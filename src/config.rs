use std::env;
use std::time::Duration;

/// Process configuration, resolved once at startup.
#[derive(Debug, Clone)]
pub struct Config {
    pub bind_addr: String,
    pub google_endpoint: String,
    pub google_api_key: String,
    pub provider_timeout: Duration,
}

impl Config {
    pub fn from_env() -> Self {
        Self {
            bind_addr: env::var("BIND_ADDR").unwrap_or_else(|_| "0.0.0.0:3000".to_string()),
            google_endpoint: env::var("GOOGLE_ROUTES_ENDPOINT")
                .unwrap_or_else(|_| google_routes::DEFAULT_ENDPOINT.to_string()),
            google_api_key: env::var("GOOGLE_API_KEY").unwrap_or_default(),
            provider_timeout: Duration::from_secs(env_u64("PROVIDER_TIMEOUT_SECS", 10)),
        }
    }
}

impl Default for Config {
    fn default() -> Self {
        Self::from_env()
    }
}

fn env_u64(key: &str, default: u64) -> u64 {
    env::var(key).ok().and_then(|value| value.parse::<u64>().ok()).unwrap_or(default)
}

______

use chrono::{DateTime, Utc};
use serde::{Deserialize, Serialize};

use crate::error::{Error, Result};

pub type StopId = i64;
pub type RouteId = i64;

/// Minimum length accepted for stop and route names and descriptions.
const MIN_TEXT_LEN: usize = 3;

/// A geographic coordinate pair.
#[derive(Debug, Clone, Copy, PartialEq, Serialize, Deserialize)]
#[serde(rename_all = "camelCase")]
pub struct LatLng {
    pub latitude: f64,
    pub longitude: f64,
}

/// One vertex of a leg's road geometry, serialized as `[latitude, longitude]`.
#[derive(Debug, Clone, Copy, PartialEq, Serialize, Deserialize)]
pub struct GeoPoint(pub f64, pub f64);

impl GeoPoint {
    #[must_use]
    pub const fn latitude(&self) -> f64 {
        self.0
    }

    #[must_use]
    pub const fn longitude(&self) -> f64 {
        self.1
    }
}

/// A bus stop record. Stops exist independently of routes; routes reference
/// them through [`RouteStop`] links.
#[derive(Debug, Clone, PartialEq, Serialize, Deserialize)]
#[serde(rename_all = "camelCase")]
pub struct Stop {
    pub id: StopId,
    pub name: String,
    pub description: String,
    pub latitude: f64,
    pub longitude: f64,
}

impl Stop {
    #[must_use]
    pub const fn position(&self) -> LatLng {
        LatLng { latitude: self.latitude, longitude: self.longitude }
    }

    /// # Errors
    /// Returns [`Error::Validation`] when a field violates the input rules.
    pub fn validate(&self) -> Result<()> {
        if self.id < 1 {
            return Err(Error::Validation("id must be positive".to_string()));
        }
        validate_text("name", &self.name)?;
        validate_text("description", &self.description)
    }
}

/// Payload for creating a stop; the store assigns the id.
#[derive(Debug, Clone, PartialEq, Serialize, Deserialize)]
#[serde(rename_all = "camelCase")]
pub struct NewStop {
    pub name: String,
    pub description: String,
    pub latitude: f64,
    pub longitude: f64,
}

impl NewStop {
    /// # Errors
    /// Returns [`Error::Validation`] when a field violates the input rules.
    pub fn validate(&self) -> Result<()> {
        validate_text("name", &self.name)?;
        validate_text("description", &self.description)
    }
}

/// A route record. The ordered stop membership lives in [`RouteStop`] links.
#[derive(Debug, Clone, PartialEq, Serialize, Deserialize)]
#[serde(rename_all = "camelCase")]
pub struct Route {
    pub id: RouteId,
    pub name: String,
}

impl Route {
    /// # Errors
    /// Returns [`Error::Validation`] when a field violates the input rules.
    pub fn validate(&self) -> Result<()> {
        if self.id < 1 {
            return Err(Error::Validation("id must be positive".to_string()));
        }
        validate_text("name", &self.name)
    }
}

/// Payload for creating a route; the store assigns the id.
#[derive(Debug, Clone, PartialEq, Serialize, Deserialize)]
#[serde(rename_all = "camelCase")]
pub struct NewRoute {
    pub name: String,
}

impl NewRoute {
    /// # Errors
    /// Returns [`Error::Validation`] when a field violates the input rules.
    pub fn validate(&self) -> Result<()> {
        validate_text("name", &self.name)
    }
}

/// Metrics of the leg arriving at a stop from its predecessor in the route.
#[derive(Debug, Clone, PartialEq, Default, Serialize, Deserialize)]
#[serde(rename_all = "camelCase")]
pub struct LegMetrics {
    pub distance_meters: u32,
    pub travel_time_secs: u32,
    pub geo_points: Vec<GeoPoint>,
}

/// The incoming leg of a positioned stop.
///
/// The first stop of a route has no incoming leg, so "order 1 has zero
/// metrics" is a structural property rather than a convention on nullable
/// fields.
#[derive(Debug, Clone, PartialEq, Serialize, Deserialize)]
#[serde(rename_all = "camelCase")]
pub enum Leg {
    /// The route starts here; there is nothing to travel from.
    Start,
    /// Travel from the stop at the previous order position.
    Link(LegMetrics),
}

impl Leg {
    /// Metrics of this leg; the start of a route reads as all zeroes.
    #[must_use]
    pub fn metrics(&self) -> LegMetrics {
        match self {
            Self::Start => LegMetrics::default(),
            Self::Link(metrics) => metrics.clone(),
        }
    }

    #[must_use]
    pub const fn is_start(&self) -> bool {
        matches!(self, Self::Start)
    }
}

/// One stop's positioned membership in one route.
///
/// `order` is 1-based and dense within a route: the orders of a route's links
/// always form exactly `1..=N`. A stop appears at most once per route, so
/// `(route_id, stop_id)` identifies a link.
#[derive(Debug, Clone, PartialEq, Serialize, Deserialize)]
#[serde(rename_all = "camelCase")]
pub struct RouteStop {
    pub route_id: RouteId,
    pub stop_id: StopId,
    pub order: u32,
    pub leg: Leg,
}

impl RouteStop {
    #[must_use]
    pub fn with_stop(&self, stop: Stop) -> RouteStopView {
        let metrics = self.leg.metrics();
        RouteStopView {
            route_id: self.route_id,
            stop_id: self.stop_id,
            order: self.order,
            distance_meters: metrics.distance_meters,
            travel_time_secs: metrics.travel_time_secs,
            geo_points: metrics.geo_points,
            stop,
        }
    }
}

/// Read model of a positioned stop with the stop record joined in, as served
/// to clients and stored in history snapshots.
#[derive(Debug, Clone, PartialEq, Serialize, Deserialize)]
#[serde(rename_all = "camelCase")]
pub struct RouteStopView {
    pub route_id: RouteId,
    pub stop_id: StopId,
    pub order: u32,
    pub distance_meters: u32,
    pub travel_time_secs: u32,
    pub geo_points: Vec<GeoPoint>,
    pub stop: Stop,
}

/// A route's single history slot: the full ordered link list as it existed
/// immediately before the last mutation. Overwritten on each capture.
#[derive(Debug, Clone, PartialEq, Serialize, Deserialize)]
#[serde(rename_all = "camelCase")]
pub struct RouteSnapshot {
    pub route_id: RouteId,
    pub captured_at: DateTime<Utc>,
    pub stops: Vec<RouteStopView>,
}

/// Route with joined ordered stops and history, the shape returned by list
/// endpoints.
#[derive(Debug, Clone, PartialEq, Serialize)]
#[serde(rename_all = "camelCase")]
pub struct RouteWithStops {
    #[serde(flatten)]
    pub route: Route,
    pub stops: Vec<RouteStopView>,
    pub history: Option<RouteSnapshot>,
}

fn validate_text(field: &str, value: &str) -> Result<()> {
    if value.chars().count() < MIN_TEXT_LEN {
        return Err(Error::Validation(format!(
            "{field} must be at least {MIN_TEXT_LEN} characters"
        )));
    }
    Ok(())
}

______

● Task description
All that should be written out is the stretch of lines above between the one holding "names and descriptions." and the one holding "pub struct LatLng", inclusive, exactly as given.

● Answer space
/// Minimum length accepted for stop and route names and descriptions.
const MIN_TEXT_LEN: usize = 3;

/// A geographic coordinate pair.
#[derive(Debug, Clone, Copy, PartialEq, Serialize, Deserialize)]
#[serde(rename_all = "camelCase")]
pub struct LatLng {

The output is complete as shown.